Once I recovered and made it to Portland, I was so excited to be there. I have to give massive credit to Mark Parsons and everyone at Portland because they really helped me get through that injury. Their support made me feel like part of the team even when I couldn’t play — it was incredible. But it’s always difficult coming back from an injury, and I felt like I did well with what they asked of me in the club, but I was disappointed because I felt like I couldn’t give them all that I wanted to even though I was so excited to play.

How did your approach change following that disappointment during your second year with the team?  

That first year, I just didn’t feel like I could give to the club what I wanted to. Once the season ended, I was already excited for the next year. In my second year, we had three or four games before I went to the World Cup, and I was playing well. And then I went off to the World Cup to play for Australia. The league continued and credit to the other girls on the Thorns because they were playing really well. When I came back, it was a bit strange. I didn’t get the opportunity to play and prove myself. The team was winning. Players were playing well. It made sense to not take them out, but for me it felt like I was being punished for going to the World Cup. It’s still sad for me because I left Portland and I don’t feel like I gave as much to the club as I would have liked to.

You signed with Arsenal in January. Obviously, coronavirus has thrown a wrench in things, but how do you feel about the move? 

The biggest thing for me right now is that I feel like I’m in a good place with my football and how I’m feeling since joining Arsenal.
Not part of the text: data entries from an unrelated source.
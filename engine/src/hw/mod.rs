pub mod config;
pub mod traits;

#[cfg(target_os = "linux")]
pub mod alsa;
#[cfg(test)]
pub mod mock;
use anyhow::Result;
use crossterm::event::{Event, KeyCode, KeyEvent};
use std::sync::Arc;
use tokio::sync::mpsc;
use tracing::{info, warn};

use crate::chat::feed::{sentinel_visible, MessageFeed};
use crate::chat::{
    self, Channel, ChatScope, Conversation, ConversationId, Member, MemberId, Message, MessageId,
    WorkspaceId,
};
use crate::composer::{
    guess_content_type, Attachment, Composer, ComposerTarget, Editor, SubmitOutcome,
};
use crate::remote::{Backend, LiveUpdate, RemoteError};

const MAX_NOTICES: usize = 1000;

#[derive(Debug, Clone, PartialEq)]
pub enum AppState {
    Connected,
    /// The workspace event stream gave up; data may be stale.
    Disconnected,
}

#[derive(Debug, Clone, Copy, PartialEq, Eq)]
pub enum InputMode {
    Normal,
    Editing,
    Confirm,
}

/// Which side panel is open. A tagged variant instead of two optional
/// ids, so "both set" is unrepresentable; opening either slot replaces
/// the other (last-opened wins).
#[derive(Debug, Clone, PartialEq, Eq)]
pub enum PanelState {
    Closed,
    Thread(MessageId),
    Profile(MemberId),
}

impl PanelState {
    pub fn is_closed(&self) -> bool {
        matches!(self, PanelState::Closed)
    }
}

#[derive(Debug, Clone, Copy, PartialEq, Eq)]
pub enum Focus {
    Main,
    Panel,
}

#[derive(Debug, Clone)]
pub enum PendingAction {
    DeleteMessage(MessageId),
}

/// Blocking yes/no prompt; the pending action runs only on confirm.
pub struct ConfirmPrompt {
    pub message: String,
    pub action: PendingAction,
}

/// Outcome of a spawned remote call, applied on the next tick. Keeps the
/// key handler free of awaits on the network.
enum AppAction {
    Notice(String),
    MessageDeleted(MessageId),
    ChannelsRefreshed {
        channels: Vec<Channel>,
        open: Option<String>,
    },
    OpenConversation {
        member: Member,
        conversation: Conversation,
    },
}

/// What the renderer saw last frame, used for the load-more sentinel.
#[derive(Debug, Clone, Copy, Default)]
pub struct RenderStats {
    pub total_rows: usize,
    pub viewport_rows: usize,
}

/// In-place edit of one message. At most one exists per list; starting
/// another replaces it wholesale.
pub struct EditState {
    pub id: MessageId,
    pub composer: Composer,
}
I’ve never felt so sure and right about a move like this before. The staff has really gone above and beyond. They’ve driven around and dropped off workout gear. There’s group chats where they send workout programs, and they are able to make it fun.
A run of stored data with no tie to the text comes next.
use ratatui::{
    layout::{Alignment, Constraint, Direction, Layout, Rect},
    style::{Color, Modifier, Style},
    text::{Line, Span},
    widgets::{Block, Borders, Clear, Paragraph, Wrap},
    Frame,
};

use crate::app::{App, AppState, Focus, InputMode, ListView, PanelState, RenderStats};
use crate::chat::grouping::{format_date_label, group_by_day, is_compact};
use crate::chat::{LoadStatus, MemberId, Message};
use crate::composer::ComposerPhase;

pub fn draw(f: &mut Frame<'_>, app: &mut App) {
    let size = f.size();

    let chunks = Layout::default()
        .direction(Direction::Vertical)
        .constraints([
            Constraint::Length(3), // Title bar
            Constraint::Min(0),    // Main content
            Constraint::Length(7), // Notice log
            Constraint::Length(3), // Input area
        ])
        .split(size);

    draw_title_bar(f, app, chunks[0]);

    if app.panel.is_closed() {
        draw_main_view(f, app, chunks[1]);
    } else {
        let main_chunks = Layout::default()
            .direction(Direction::Horizontal)
            .constraints([Constraint::Percentage(65), Constraint::Percentage(35)])
            .split(chunks[1]);
        draw_main_view(f, app, main_chunks[0]);
        draw_panel(f, app, main_chunks[1]);
    }

    draw_notices(f, app, chunks[2]);
    draw_input_area(f, app, chunks[3]);

    if app.input_mode == InputMode::Confirm {
        draw_confirm_popup(f, app, size);
    }
}

fn draw_title_bar(f: &mut Frame, app: &App, area: Rect) {
    let title_style = match app.state {
        AppState::Connected => Style::default().fg(Color::Green),
        AppState::Disconnected => Style::default().fg(Color::Red),
    };

    let scope = app.view.as_ref().map(|v| v.title.as_str()).unwrap_or("-");
    let title = format!(
        " {} | {} | {} ",
        app.me.user.name,
        scope,
        match app.state {
            AppState::Connected => "connected",
            AppState::Disconnected => "disconnected",
        }
    );

    let title_block = Block::default()
        .borders(Borders::ALL)
        .style(title_style)
        .title(" huddle ");

    let title_paragraph = Paragraph::new(title)
        .block(title_block)
        .alignment(Alignment::Center);

    f.render_widget(title_paragraph, area);
}

fn draw_main_view(f: &mut Frame, app: &mut App, area: Rect) {
    let me = app.me.id.clone();
    let focused = app.focus == Focus::Main;

    // Without an open view the main area doubles as the full log, so
    // multi-line command output (/help, /channels) is readable in whole.
    let Some(view) = app.view.as_mut() else {
        let block = Block::default()
            .borders(Borders::ALL)
            .title(" huddle ")
            .style(Style::default().fg(Color::Cyan));
        let inner = block.inner(area);
        f.render_widget(block, area);

        let mut lines: Vec<Line> = app
            .notices
            .iter()
            .map(|notice| Line::from(notice.as_str()))
            .collect();
        lines.push(Line::from(Span::styled(
            "Not in a channel. /join <name> to open one, or /help for commands.",
            Style::default()
                .fg(Color::Gray)
                .add_modifier(Modifier::ITALIC),
        )));
        let top = lines.len().saturating_sub(inner.height as usize);
        let log = Paragraph::new(lines)
            .wrap(Wrap { trim: false })
            .scroll((top as u16, 0));
        f.render_widget(log, inner);
        return;
    };

    let block = Block::default()
        .borders(Borders::ALL)
        .title(format!(" {} ", view.title))
        .style(Style::default().fg(if focused { Color::Cyan } else { Color::Gray }));
    let inner = block.inner(area);
    f.render_widget(block, area);

    render_message_list(f, &mut view.list, inner, &me, focused, None);
}

fn draw_panel(f: &mut Frame, app: &mut App, area: Rect) {
    match app.panel.clone() {
        PanelState::Thread(_) => draw_thread_panel(f, app, area),
        PanelState::Profile(member_id) => draw_profile_panel(f, app, area, &member_id),
        PanelState::Closed => {}
    }
}

fn draw_thread_panel(f: &mut Frame, app: &mut App, area: Rect) {
    let me = app.me.id.clone();
    let focused = app.focus == Focus::Panel;
    let Some(thread) = app.thread.as_mut() else {
        return;
    };

    let block = Block::default()
        .borders(Borders::ALL)
        .title(" Thread ")
        .style(Style::default().fg(if focused { Color::Cyan } else { Color::Gray }));
    let inner = block.inner(area);
    f.render_widget(block, area);

    render_message_list(f, &mut thread.list, inner, &me, focused, thread.root.as_ref());
}

fn draw_profile_panel(f: &mut Frame, app: &App, area: Rect, member_id: &MemberId) {
    let block = Block::default()
        .borders(Borders::ALL)
        .title(" Profile ")
        .style(Style::default().fg(Color::Blue));

    let lines = match app.members.iter().find(|m| &m.id == member_id) {
        Some(member) => {
            let mut lines = vec![
                Line::from(vec![
                    Span::raw("Name:  "),
                    Span::styled(
                        member.user.name.clone(),
                        Style::default().fg(Color::Green).add_modifier(Modifier::BOLD),
                    ),
                ]),
                Line::from(vec![
                    Span::raw("Role:  "),
                    Span::styled(format!("{:?}", member.role), Style::default().fg(Color::Cyan)),
                ]),
            ];
            if let Some(email) = &member.user.email {
                lines.push(Line::from(vec![
                    Span::raw("Email: "),
                    Span::styled(email.clone(), Style::default().fg(Color::Gray)),
                ]));
            }
            lines
        }
        None => vec![Line::from(Span::styled(
            "Member not found",
            Style::default().fg(Color::Red),
        ))],
    };

    let paragraph = Paragraph::new(lines).block(block).wrap(Wrap { trim: false });
    f.render_widget(paragraph, area);
}

/// Render a feed into `area`, oldest day at the top, and record the row
/// counts the load-more sentinel check needs on the next tick.
fn render_message_list(
    f: &mut Frame,
    list: &mut ListView,
    area: Rect,
    me: &MemberId,
    focused: bool,
    thread_root: Option<&Message>,
) {
    let selected_id = list.selected_message().map(|m| m.id.clone());
    let editing = list
        .editing
        .as_ref()
        .map(|e| (e.id.clone(), e.composer.editor().get_text().to_string()));

    let mut lines: Vec<Line<'static>> = Vec::new();

    if matches!(
        list.feed.status(),
        LoadStatus::LoadingFirstPage | LoadStatus::LoadingMore
    ) {
        lines.push(Line::from(Span::styled(
            "loading older messages…",
            Style::default()
                .fg(Color::DarkGray)
                .add_modifier(Modifier::ITALIC),
        )));
    }

    if let Some(root) = thread_root {
        push_message_lines(&mut lines, root, me, false, &selected_id, &editing, focused);
        let replies = list.feed.results().len();
        lines.push(divider(format!(
            "{} {}",
            replies,
            if replies == 1 { "reply" } else { "replies" }
        )));
    }

    // Feed results are newest-first; day groups come out newest day
    // first with ascending messages inside, so reverse for display.
    let groups = group_by_day(list.feed.results());
    for group in groups.iter().rev() {
        lines.push(divider(format_date_label(group.date)));
        let mut previous: Option<&Message> = None;
        for message in group.messages.iter().copied() {
            let compact = previous.is_some_and(|p| is_compact(p, message));
            push_message_lines(&mut lines, message, me, compact, &selected_id, &editing, focused);
            previous = Some(message);
        }
    }

    if lines.is_empty() {
        lines.push(Line::from(Span::styled(
            "No messages yet. Press 'i' and type to send one.",
            Style::default()
                .fg(Color::Gray)
                .add_modifier(Modifier::ITALIC),
        )));
    }

    list.render = RenderStats {
        total_rows: lines.len(),
        viewport_rows: area.height as usize,
    };

    let top = lines
        .len()
        .saturating_sub(area.height as usize + list.scroll_from_bottom);

    let paragraph = Paragraph::new(lines)
        .wrap(Wrap { trim: false })
        .scroll((top as u16, 0));
    f.render_widget(paragraph, area);
}

fn divider(label: String) -> Line<'static> {
    Line::from(Span::styled(
        format!("── {label} ──"),
        Style::default().fg(Color::DarkGray),
    ))
}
It was hard to be motivated at first, especially after the Olympics were postponed. I spoke to the staff here at Arsenal and expressed how I was feeling. They 100% supported me and understood where I was coming from. They said, “Don’t feel pressure. We’re not chasing numbers. At this point, everyone’s mental health is more important.” To have that support from the Arsenal staff has been super encouraging. It makes my experience so far at the club even better.

You’re 25 and have played in three World Cups. This will be your second Olympics coming up. You’re playing for arguably the best club team in the world. What’s next for you?

Oh, man. I don’t think I’ll be satisfied at the end of my career if I haven’t won or played in a World Cup Final or won an Olympic medal. I want to do something special with the girls I’ve grown up playing with. I would give all of my individual awards away for any of those team awards. Obviously, Arsenal is known for winning trophies and I’ve yet to win any with the club, so hopefully we can grab some of those. A Champions League trophy would be cool.